[WORK TO COMPLETE]: List each line of the data that holds the string "main", please.

── RECORDS FOR THE TASK ──

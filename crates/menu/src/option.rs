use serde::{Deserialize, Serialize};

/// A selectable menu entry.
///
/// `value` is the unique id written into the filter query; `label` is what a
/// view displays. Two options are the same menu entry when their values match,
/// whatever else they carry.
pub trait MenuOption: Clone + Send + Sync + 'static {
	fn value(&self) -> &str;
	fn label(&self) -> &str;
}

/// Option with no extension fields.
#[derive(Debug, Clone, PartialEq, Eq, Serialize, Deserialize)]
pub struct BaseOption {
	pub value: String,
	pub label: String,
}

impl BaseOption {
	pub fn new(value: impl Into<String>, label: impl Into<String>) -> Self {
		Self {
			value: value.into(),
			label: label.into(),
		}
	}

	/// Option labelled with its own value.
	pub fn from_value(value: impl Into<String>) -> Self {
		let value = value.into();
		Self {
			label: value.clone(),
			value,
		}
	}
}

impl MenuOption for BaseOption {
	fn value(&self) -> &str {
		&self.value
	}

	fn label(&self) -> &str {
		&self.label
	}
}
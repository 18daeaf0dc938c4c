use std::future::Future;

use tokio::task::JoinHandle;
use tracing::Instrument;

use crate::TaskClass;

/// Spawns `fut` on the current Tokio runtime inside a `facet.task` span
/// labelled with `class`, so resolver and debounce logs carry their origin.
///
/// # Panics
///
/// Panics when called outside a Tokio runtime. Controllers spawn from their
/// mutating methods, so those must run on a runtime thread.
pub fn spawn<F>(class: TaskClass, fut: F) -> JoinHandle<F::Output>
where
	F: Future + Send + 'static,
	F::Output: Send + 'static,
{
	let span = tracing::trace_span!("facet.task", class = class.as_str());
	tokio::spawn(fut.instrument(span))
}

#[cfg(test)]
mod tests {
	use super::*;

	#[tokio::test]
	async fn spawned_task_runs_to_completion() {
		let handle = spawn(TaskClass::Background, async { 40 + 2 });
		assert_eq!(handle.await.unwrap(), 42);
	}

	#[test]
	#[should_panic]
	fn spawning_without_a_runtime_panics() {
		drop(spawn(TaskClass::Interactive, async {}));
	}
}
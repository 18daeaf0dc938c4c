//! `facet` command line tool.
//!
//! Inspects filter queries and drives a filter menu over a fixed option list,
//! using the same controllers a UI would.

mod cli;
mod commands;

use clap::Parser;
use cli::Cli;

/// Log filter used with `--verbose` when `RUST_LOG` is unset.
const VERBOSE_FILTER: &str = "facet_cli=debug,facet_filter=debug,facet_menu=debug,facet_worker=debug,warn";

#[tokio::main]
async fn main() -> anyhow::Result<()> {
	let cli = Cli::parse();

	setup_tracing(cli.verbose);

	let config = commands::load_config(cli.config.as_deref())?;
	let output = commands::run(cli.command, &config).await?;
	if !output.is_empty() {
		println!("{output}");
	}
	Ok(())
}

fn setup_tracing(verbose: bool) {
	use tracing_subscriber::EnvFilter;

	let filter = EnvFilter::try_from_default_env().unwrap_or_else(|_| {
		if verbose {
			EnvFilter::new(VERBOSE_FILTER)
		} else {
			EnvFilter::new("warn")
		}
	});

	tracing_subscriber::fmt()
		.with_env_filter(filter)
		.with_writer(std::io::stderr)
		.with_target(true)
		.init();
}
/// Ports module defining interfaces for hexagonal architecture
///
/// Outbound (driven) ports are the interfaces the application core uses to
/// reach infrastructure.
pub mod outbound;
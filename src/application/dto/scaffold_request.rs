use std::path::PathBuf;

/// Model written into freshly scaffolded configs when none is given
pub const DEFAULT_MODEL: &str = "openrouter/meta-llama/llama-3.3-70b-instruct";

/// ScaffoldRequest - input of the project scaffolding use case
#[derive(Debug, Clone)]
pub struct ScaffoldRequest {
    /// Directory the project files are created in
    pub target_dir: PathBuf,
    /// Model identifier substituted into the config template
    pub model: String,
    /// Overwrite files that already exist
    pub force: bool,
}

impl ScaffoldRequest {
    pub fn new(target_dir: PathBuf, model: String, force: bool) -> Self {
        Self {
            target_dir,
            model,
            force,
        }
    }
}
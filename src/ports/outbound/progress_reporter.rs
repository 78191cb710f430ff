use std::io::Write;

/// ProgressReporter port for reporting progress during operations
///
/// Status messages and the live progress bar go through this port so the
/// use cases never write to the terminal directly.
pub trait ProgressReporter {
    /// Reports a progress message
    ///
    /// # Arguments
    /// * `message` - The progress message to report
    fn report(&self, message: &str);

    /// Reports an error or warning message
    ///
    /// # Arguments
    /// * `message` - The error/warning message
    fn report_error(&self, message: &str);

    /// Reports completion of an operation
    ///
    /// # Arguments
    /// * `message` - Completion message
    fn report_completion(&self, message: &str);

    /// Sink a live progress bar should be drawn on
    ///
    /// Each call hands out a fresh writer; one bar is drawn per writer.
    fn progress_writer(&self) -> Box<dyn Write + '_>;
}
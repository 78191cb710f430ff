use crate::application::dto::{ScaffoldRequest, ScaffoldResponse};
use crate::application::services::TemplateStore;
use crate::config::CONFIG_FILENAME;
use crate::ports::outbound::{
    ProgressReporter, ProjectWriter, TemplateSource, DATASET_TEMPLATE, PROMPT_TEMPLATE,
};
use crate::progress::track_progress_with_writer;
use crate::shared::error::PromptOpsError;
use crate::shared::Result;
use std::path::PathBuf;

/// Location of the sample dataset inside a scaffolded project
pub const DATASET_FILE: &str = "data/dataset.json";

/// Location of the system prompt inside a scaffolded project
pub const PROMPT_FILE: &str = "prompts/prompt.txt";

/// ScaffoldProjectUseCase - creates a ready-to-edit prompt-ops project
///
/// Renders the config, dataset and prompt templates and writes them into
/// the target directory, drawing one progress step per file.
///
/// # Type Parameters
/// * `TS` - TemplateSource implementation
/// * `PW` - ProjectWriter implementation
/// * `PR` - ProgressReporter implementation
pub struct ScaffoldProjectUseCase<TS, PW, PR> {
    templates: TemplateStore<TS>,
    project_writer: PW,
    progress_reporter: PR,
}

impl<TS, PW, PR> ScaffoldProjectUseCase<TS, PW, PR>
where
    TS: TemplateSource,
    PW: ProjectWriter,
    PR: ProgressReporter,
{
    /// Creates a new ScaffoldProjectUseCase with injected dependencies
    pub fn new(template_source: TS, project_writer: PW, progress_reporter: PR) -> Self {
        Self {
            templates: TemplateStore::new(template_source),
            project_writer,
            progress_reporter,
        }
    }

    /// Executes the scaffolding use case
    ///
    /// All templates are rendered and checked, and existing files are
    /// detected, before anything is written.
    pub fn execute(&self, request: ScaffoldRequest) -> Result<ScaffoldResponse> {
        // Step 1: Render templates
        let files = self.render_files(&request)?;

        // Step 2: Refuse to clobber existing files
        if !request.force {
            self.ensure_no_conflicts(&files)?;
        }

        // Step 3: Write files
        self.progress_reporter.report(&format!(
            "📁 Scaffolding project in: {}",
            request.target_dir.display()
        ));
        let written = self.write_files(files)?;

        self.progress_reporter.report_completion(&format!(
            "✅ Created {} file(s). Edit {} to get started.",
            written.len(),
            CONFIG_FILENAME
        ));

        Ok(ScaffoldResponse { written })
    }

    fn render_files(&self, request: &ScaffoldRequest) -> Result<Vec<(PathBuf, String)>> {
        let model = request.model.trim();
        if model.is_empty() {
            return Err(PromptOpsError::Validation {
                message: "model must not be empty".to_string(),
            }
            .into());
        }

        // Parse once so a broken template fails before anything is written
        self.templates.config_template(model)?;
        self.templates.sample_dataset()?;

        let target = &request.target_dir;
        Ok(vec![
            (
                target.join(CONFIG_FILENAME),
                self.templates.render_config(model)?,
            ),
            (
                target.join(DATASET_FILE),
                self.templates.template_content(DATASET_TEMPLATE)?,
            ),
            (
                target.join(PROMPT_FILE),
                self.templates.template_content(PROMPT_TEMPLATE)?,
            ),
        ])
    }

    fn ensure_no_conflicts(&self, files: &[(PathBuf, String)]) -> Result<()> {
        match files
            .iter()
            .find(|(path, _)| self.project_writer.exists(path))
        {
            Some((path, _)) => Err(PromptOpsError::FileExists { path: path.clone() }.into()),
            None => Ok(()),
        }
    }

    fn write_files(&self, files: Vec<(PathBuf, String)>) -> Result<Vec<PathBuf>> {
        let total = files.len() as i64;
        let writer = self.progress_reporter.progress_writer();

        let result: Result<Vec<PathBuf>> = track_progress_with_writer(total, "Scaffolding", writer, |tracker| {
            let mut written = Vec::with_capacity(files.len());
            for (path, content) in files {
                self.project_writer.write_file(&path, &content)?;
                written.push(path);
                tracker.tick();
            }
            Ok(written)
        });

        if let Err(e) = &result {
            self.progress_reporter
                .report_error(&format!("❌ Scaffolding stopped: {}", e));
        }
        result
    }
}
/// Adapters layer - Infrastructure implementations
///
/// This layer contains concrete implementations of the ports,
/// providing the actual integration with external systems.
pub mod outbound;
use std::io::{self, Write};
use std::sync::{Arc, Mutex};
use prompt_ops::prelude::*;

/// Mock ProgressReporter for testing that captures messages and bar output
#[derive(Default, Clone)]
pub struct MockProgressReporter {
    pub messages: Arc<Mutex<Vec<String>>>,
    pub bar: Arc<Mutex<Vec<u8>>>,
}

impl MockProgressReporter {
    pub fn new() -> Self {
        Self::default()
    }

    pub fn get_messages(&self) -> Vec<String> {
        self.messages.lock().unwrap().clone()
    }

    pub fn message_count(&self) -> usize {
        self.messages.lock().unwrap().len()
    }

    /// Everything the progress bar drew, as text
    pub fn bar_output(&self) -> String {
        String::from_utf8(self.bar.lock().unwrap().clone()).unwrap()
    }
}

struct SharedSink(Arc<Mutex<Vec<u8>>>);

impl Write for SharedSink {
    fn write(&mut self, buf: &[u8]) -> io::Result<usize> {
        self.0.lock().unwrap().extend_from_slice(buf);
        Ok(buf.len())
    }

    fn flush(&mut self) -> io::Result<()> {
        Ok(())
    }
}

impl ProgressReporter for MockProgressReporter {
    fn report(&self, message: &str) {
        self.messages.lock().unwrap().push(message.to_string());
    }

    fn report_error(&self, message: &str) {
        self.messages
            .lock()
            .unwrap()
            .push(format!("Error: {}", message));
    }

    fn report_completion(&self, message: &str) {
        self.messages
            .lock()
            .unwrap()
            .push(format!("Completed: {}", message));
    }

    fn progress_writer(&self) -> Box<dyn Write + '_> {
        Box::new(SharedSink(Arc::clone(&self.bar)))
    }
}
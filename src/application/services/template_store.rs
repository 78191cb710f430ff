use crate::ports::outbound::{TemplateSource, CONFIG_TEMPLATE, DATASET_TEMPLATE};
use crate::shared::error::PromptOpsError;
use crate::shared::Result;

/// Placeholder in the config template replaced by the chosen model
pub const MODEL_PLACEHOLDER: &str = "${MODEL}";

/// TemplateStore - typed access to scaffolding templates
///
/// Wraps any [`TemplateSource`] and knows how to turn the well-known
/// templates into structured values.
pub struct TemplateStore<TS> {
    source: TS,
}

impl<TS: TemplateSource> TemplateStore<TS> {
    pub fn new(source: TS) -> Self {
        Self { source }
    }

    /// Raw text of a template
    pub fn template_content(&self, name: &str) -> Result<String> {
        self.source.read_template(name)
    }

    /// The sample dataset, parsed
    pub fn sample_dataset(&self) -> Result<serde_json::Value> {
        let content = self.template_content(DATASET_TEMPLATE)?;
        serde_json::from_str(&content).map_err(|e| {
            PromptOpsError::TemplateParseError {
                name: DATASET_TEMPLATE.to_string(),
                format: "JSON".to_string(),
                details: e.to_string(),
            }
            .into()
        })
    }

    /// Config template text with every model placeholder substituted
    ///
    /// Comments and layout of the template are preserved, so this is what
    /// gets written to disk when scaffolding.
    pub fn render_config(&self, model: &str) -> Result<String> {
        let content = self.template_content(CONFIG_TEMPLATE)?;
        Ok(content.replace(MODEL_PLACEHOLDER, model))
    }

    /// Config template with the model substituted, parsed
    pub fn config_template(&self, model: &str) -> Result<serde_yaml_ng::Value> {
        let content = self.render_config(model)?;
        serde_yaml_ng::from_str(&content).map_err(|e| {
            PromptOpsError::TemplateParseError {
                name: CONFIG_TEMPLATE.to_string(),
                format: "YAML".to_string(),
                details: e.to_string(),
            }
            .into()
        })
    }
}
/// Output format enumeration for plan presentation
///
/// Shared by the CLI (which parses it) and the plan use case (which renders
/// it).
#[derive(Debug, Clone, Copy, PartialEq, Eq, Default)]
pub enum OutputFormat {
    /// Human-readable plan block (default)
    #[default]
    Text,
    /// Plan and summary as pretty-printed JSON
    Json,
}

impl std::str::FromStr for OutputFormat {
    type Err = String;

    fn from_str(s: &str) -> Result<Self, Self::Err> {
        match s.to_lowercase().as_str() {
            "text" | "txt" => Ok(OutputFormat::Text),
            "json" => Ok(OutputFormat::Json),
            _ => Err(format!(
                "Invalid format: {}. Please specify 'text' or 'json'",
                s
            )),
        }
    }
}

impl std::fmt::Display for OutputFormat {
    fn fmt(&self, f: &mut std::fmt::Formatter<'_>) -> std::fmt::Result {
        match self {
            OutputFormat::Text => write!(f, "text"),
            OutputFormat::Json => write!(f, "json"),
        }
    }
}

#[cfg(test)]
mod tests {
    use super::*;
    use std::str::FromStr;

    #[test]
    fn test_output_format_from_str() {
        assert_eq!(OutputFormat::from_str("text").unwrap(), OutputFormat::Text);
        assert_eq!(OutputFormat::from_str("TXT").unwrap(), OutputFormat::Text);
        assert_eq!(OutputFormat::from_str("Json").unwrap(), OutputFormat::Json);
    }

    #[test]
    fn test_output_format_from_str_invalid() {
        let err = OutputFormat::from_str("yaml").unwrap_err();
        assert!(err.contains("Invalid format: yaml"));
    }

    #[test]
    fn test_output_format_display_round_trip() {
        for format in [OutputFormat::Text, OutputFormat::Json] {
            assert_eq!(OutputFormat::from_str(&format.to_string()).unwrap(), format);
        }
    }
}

───

[OUTPUT]:
#[tokio::main]
async fn main() -> anyhow::Result<()> {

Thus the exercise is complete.